• Try it: Copy every line from the records that holds the word "prelude".

• The input:
--------------------------------

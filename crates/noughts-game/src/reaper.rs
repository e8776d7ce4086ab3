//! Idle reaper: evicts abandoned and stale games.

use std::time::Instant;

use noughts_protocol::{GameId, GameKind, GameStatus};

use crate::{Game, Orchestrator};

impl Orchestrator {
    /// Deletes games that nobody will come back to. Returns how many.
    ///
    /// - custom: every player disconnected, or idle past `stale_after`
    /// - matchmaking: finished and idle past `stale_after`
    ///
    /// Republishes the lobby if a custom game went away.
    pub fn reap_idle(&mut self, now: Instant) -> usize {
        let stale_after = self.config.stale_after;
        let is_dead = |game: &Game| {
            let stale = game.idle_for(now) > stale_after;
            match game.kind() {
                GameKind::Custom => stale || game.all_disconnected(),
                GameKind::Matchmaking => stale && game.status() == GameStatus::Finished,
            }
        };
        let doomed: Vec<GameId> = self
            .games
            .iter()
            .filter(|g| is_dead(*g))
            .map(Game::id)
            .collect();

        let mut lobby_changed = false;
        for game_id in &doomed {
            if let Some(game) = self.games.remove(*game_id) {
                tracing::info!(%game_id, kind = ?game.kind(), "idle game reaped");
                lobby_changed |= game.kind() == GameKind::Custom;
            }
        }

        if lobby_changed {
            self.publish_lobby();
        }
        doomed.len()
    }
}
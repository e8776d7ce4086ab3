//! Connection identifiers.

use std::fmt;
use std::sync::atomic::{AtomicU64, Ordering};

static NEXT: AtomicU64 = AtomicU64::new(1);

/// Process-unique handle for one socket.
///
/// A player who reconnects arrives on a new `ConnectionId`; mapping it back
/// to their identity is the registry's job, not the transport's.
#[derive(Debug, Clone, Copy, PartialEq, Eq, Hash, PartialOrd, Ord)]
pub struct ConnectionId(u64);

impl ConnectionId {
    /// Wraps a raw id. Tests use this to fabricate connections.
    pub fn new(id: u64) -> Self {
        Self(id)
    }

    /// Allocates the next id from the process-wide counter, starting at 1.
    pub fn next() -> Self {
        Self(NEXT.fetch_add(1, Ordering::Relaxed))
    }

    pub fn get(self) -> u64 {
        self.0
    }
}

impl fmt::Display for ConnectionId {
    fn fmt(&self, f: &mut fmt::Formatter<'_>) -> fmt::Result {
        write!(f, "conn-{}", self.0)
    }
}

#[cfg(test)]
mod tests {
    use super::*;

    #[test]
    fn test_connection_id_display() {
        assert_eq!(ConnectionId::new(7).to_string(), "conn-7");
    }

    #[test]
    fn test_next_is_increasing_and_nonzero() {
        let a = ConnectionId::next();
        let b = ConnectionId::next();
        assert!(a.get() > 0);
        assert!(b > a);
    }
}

--------------------------------

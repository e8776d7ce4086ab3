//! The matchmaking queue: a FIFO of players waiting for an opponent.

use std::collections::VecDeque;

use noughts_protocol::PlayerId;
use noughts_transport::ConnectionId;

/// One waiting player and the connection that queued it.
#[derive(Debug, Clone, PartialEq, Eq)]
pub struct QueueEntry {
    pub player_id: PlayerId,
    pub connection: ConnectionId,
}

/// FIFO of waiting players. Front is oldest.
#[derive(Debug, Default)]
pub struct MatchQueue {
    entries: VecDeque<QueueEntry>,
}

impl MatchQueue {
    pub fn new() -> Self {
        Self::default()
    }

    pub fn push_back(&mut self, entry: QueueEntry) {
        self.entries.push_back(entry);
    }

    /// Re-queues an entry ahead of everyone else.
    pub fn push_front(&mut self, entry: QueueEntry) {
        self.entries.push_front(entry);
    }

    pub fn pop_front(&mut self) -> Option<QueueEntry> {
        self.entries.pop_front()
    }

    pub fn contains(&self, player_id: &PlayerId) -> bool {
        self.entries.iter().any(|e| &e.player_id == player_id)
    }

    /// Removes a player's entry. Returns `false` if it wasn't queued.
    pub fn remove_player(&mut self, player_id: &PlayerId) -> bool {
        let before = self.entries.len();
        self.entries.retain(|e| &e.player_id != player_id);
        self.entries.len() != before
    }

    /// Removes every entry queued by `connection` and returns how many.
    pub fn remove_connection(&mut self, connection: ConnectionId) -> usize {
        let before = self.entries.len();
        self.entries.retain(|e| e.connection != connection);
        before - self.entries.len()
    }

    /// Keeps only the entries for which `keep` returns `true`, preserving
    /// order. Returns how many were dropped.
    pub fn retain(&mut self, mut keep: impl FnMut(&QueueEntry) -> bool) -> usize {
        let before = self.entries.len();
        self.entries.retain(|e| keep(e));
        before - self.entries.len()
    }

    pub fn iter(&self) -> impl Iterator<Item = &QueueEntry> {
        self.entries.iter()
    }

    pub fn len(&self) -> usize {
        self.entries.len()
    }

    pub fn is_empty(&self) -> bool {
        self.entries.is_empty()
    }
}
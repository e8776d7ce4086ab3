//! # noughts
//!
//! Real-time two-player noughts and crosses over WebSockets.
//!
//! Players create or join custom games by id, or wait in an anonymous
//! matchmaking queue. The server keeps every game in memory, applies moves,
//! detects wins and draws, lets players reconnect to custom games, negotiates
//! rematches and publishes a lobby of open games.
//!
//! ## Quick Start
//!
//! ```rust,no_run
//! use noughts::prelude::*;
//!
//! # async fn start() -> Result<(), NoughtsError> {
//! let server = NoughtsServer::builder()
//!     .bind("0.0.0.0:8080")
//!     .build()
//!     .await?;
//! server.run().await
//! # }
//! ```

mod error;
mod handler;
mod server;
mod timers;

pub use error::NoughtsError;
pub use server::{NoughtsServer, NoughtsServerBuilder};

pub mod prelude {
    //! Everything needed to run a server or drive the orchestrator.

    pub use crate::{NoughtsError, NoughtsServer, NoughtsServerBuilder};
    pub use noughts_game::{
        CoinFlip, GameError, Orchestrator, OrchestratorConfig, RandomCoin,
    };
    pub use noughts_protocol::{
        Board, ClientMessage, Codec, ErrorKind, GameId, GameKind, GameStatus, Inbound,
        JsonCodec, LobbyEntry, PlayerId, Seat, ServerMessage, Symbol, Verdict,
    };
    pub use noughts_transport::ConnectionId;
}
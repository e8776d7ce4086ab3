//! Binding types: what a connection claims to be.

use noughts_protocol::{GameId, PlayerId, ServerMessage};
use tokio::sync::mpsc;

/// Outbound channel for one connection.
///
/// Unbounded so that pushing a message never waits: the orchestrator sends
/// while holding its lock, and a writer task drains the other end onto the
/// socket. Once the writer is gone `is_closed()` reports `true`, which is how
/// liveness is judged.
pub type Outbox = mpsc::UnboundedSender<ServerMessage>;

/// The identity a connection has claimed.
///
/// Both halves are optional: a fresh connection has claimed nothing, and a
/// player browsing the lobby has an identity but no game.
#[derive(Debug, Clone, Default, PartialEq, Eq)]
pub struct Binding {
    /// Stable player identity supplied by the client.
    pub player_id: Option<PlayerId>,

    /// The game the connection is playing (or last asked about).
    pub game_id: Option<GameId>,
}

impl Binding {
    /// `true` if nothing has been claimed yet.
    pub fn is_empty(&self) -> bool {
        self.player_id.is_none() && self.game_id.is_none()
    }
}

--------------------------------

• Worked solution:
//! use noughts::prelude::*;
pub mod prelude {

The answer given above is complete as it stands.